What do you love most?

Your family? Your God? Your Work?

Does it show?

For me, love is essential. It is essential in every aspect of my life. My boys are everything to me. But I wonder if they always feel that from me. Saying that I love them is one thing. Showing them is quite another.

For a child, I wonder what defines love? It certainly has to be about more than saying ‘I Love You’ or buying cool toys. Kids always seem to cut right to the chase. They know who they can depend upon. They know who is kind. They respond to those who play with them, acknowledge them, listen to them, encourage them, take care of them, accept them.

I know that my two boys are the most appreciative when I’m present with them. They know when it’s time to turn off the computer or cell phone and just be with them.

Being present, however, is much harder than it sounds. The other day I had an insane tax deadline. I was up until 2 a.m. working, slept for three hours, and was back at it.

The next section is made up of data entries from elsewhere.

#[cfg(test)]
mod tests {
    use super::*;
    use crate::proxy::builder::OutboundRequest;
    use crate::proxy::test_support::{FakeBroker, token_cache, token_cache_with_policy};
    use crate::resilience::CircuitState;
    use async_trait::async_trait;
    use bytes::Bytes;
    use http::HeaderMap;
    use http::header::AUTHORIZATION;
    use std::sync::Mutex;
    use std::time::Duration;

    type Responder = Box<dyn Fn(usize) -> Result<UpstreamResponse> + Send + Sync>;

    /// Upstream answering call `n` with `respond(n)` and recording every request.
    struct ScriptedUpstream {
        respond: Responder,
        seen: Mutex<Vec<OutboundRequest>>,
    }

    impl ScriptedUpstream {
        fn new(respond: impl Fn(usize) -> Result<UpstreamResponse> + Send + Sync + 'static) -> Arc<Self> {
            Arc::new(Self {
                respond: Box::new(respond),
                seen: Mutex::new(Vec::new()),
            })
        }

        fn requests(&self) -> Vec<OutboundRequest> {
            self.seen.lock().unwrap().clone()
        }
    }

    #[async_trait]
    impl UpstreamClient for ScriptedUpstream {
        async fn send(&self, request: &OutboundRequest) -> Result<UpstreamResponse> {
            let call = {
                let mut seen = self.seen.lock().unwrap();
                seen.push(request.clone());
                seen.len() - 1
            };
            (self.respond)(call)
        }
    }

    fn json_response(status: u16, body: Value) -> UpstreamResponse {
        UpstreamResponse {
            status,
            content_type: Some("application/json".to_string()),
            body: Bytes::from(body.to_string()),
        }
    }

    fn ok_result() -> UpstreamResponse {
        json_response(200, json!({"jsonrpc": "2.0", "id": 1, "result": {"tools": []}}))
    }

    fn orchestrator(
        broker: &Arc<FakeBroker>,
        upstream: Arc<ScriptedUpstream>,
        breaker: Arc<CircuitBreaker>,
    ) -> ProxyOrchestrator {
        let policy = RetryPolicy {
            max_retries: 2,
            retry_delay: Duration::from_millis(100),
            ..RetryPolicy::default()
        };
        ProxyOrchestrator::new(token_cache(broker), upstream, breaker, policy)
    }

    fn request() -> JsonRpcRequest {
        JsonRpcRequest::new("tools/list", None, Some(json!(1)))
    }

    fn destination_decision() -> RoutingDecision {
        RoutingDecision::proxy(Some("btp-cloud".to_string()), None, "x-btp-destination header")
    }

    #[tokio::test]
    async fn test_destination_request_is_forwarded_with_bearer() {
        let broker = FakeBroker::new("btp-token-123", Some("https://target.example.com"));
        let upstream = ScriptedUpstream::new(|_| Ok(ok_result()));
        let proxy = orchestrator(&broker, Arc::clone(&upstream), Arc::new(CircuitBreaker::default()));

        let response = proxy
            .proxy_request(&request(), &destination_decision(), &InboundContext::default())
            .await;

        assert_eq!(response.result, Some(json!({"tools": []})));
        assert_eq!(response.id, Some(json!(1)));
        let sent = upstream.requests();
        assert_eq!(sent.len(), 1);
        assert_eq!(sent[0].url, "https://target.example.com/mcp/stream/http");
        assert_eq!(sent[0].headers[AUTHORIZATION], "Bearer btp-token-123");
    }

    #[tokio::test]
    async fn test_repeated_requests_share_cached_token() {
        let broker = FakeBroker::new("btp-token-123", Some("https://target.example.com"));
        let upstream = ScriptedUpstream::new(|_| Ok(ok_result()));
        let proxy = orchestrator(&broker, Arc::clone(&upstream), Arc::new(CircuitBreaker::default()));

        for _ in 0..2 {
            let response = proxy
                .proxy_request(&request(), &destination_decision(), &InboundContext::default())
                .await;
            assert!(!response.is_error());
        }

        assert_eq!(broker.calls(), 1);
        assert_eq!(upstream.requests().len(), 2);
    }

    #[tokio::test(start_paused = true)]
    async fn test_network_failure_exhausts_retries() {
        let broker = FakeBroker::new("tok", Some("https://target.example.com"));
        let upstream = ScriptedUpstream::new(|_| Err(ProxyError::Network("connection refused".to_string())));
        let breaker = Arc::new(CircuitBreaker::default());
        let proxy = orchestrator(&broker, Arc::clone(&upstream), Arc::clone(&breaker));

        let response = proxy
            .proxy_request(&request(), &destination_decision(), &InboundContext::default())
            .await;

        let error = response.error.unwrap();
        assert_eq!(error.code, GENERIC_ERROR_CODE);
        assert!(error.message.contains("connection refused"));
        assert_eq!(error.data.unwrap()["circuitBreaker"]["consecutiveFailures"], 1);
        assert_eq!(upstream.requests().len(), 3);
        assert_eq!(breaker.snapshot().consecutive_failures, 1);
    }

    #[tokio::test(start_paused = true)]
    async fn test_token_endpoint_failure_is_generic_and_not_retried_twice() {
        let broker = FakeBroker::failing(503, "https://target.example.com");
        let upstream = ScriptedUpstream::new(|_| Ok(ok_result()));
        let policy = RetryPolicy {
            max_retries: 1,
            retry_delay: Duration::from_millis(100),
            ..RetryPolicy::default()
        };
        let proxy = ProxyOrchestrator::new(
            token_cache_with_policy(&broker, policy.clone()),
            Arc::clone(&upstream) as Arc<dyn UpstreamClient>,
            Arc::new(CircuitBreaker::default()),
            policy,
        );

        let response = proxy
            .proxy_request(&request(), &destination_decision(), &InboundContext::default())
            .await;

        let error = response.error.unwrap();
        assert_eq!(error.code, GENERIC_ERROR_CODE);
        assert!(error.message.contains("HTTP 503"));
        assert_eq!(broker.calls(), 2);
        assert!(upstream.requests().is_empty());
    }

    #[tokio::test]
    async fn test_open_circuit_short_circuits() {
        let broker = FakeBroker::new("tok", Some("https://target.example.com"));
        let upstream = ScriptedUpstream::new(|_| Ok(ok_result()));
        let breaker = Arc::new(CircuitBreaker::new(1, Duration::from_secs(60)));
        breaker.record_failure();
        let proxy = orchestrator(&broker, Arc::clone(&upstream), breaker);

        let response = proxy
            .proxy_request(&request(), &destination_decision(), &InboundContext::default())
            .await;

        let error = response.error.unwrap();
        assert_eq!(error.code, CIRCUIT_OPEN_CODE);
        assert_eq!(error.message, "Service temporarily unavailable");
        assert_eq!(error.data.unwrap()["circuitBreaker"]["state"], "open");
        assert_eq!(broker.calls(), 0);
        assert!(upstream.requests().is_empty());
    }

    #[tokio::test]
    async fn test_expired_token_gets_one_forced_refresh() {
        let broker = FakeBroker::new("tok", Some("https://target.example.com"));
        let upstream = ScriptedUpstream::new(|call| {
            if call == 0 {
                Ok(json_response(401, json!({"error": "invalid_token"})))
            } else {
                Ok(ok_result())
            }
        });
        let breaker = Arc::new(CircuitBreaker::default());
        let proxy = orchestrator(&broker, Arc::clone(&upstream), Arc::clone(&breaker));

        let response = proxy
            .proxy_request(&request(), &destination_decision(), &InboundContext::default())
            .await;

        assert!(!response.is_error());
        let sent = upstream.requests();
        assert_eq!(sent.len(), 2);
        assert_eq!(sent[0].headers[AUTHORIZATION], "Bearer tok");
        assert_eq!(sent[1].headers[AUTHORIZATION], "Bearer tok-1");
        assert_eq!(breaker.state(), CircuitState::Closed);
        assert_eq!(breaker.snapshot().consecutive_failures, 0);
    }

    #[tokio::test]
    async fn test_persistent_unauthorized_refreshes_only_once() {
        let broker = FakeBroker::new("tok", Some("https://target.example.com"));
        let upstream = ScriptedUpstream::new(|_| Ok(json_response(401, json!({"error": "invalid_token"}))));
        let proxy = orchestrator(&broker, Arc::clone(&upstream), Arc::new(CircuitBreaker::default()));

        let response = proxy
            .proxy_request(&request(), &destination_decision(), &InboundContext::default())
            .await;

        let error = response.error.unwrap();
        assert_eq!(error.code, 401);
        assert_eq!(upstream.requests().len(), 2);
        assert_eq!(broker.calls(), 2);
    }

    #[tokio::test]
    async fn test_client_error_is_not_retried_and_body_is_forwarded() {
        let broker = FakeBroker::new("tok", Some("https://target.example.com"));
        let upstream = ScriptedUpstream::new(|_| Ok(json_response(404, json!({"detail": "no such endpoint"}))));
        let proxy = orchestrator(&broker, Arc::clone(&upstream), Arc::new(CircuitBreaker::default()));

        let response = proxy
            .proxy_request(&request(), &destination_decision(), &InboundContext::default())
            .await;

        let error = response.error.unwrap();
        assert_eq!(error.code, 404);
        assert_eq!(
            error.data.unwrap()["upstreamError"],
            json!({"detail": "no such endpoint"})
        );
        assert_eq!(upstream.requests().len(), 1);
    }

    #[tokio::test]
    async fn test_upstream_jsonrpc_error_passes_through() {
        let broker = FakeBroker::new("tok", Some("https://target.example.com"));
        let upstream = ScriptedUpstream::new(|_| {
            Ok(json_response(
                200,
                json!({"jsonrpc": "2.0", "id": 1, "error": {"code": -32601, "message": "Method not found"}}),
            ))
        });
        let breaker = Arc::new(CircuitBreaker::default());
        let proxy = orchestrator(&broker, upstream, Arc::clone(&breaker));

        let response = proxy
            .proxy_request(&request(), &destination_decision(), &InboundContext::default())
            .await;

        assert_eq!(response.error.unwrap().code, -32601);
        assert_eq!(breaker.snapshot().consecutive_failures, 0);
    }

    #[tokio::test]
    async fn test_unroutable_request_yields_generic_error() {
        let broker = FakeBroker::new("tok", None);
        let upstream = ScriptedUpstream::new(|_| Ok(ok_result()));
        let proxy = orchestrator(&broker, Arc::clone(&upstream), Arc::new(CircuitBreaker::default()));

        let response = proxy
            .proxy_request(
                &request(),
                &RoutingDecision::unknown("no destination"),
                &InboundContext::default(),
            )
            .await;

        let error = response.error.unwrap();
        assert_eq!(error.code, GENERIC_ERROR_CODE);
        assert!(error.message.contains("no destination"));
        assert!(upstream.requests().is_empty());
    }

    #[tokio::test]
    async fn test_explicit_url_seeds_broker_session() {
        let broker = FakeBroker::new("tok", None);
        let upstream = ScriptedUpstream::new(|_| Ok(ok_result()));
        let proxy = orchestrator(&broker, Arc::clone(&upstream), Arc::new(CircuitBreaker::default()));
        let decision = RoutingDecision::proxy(
            Some("dest".to_string()),
            Some("https://explicit.example.com".to_string()),
            "headers",
        );

        let response = proxy
            .proxy_request(&request(), &decision, &InboundContext::new("/mcp", HeaderMap::new()))
            .await;

        assert!(!response.is_error());
        assert_eq!(upstream.requests()[0].url, "https://explicit.example.com/mcp");
        let sessions = broker.sessions.lock().unwrap();
        assert_eq!(sessions[0].service_url, "https://explicit.example.com");
    }

    #[test]
    fn test_decode_event_stream_takes_last_data() {
        let response = UpstreamResponse {
            status: 200,
            content_type: Some("text/event-stream".to_string()),
            body: Bytes::from(
                "event: message\ndata: {\"jsonrpc\":\"2.0\",\"id\":1,\"result\":\"partial\"}\n\n\
                 event: message\ndata: {\"jsonrpc\":\"2.0\",\"id\":1,\"result\":\"final\"}\n\n",
            ),
        };
        let decoded = decode_body(&response, Some(json!(1))).unwrap();
        assert_eq!(decoded.result, Some(json!("final")));
    }

    #[test]
    fn test_decode_ndjson_takes_last_line() {
        let response = UpstreamResponse {
            status: 200,
            content_type: Some("application/x-ndjson".to_string()),
            body: Bytes::from("{\"progress\":1}\n{\"jsonrpc\":\"2.0\",\"id\":5,\"result\":42}\n\n"),
        };
        let decoded = decode_body(&response, Some(json!(1))).unwrap();
        assert_eq!(decoded.result, Some(json!(42)));
        assert_eq!(decoded.id, Some(json!(5)));
    }

    #[test]
    fn test_decode_rejects_non_json() {
        let response = UpstreamResponse {
            status: 200,
            content_type: Some("text/html".to_string()),
            body: Bytes::from("<html></html>"),
        };
        let err = decode_body(&response, None).unwrap_err();
        assert!(matches!(err, ProxyError::InvalidResponse(_)));
    }

    #[test]
    fn test_decode_empty_body_is_null_result() {
        let response = UpstreamResponse {
            status: 202,
            content_type: None,
            body: Bytes::new(),
        };
        let decoded = decode_body(&response, Some(json!(4))).unwrap();
        assert_eq!(decoded.result, Some(Value::Null));
        assert_eq!(decoded.id, Some(json!(4)));
    }
}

At 7 a.m., as I was finishing my expense spreadsheet, my little guy comes into my room and starts to climb into bed. He ruffles my sheets and starts to crumple some papers and receipts. I yelled upstairs to my older son to take him up and put on Sesame Street. As he padded out of my room, I instantly felt remorse. If I had finished this project earlier, I wouldn’t have sent him away and just enjoyed some cuddle time.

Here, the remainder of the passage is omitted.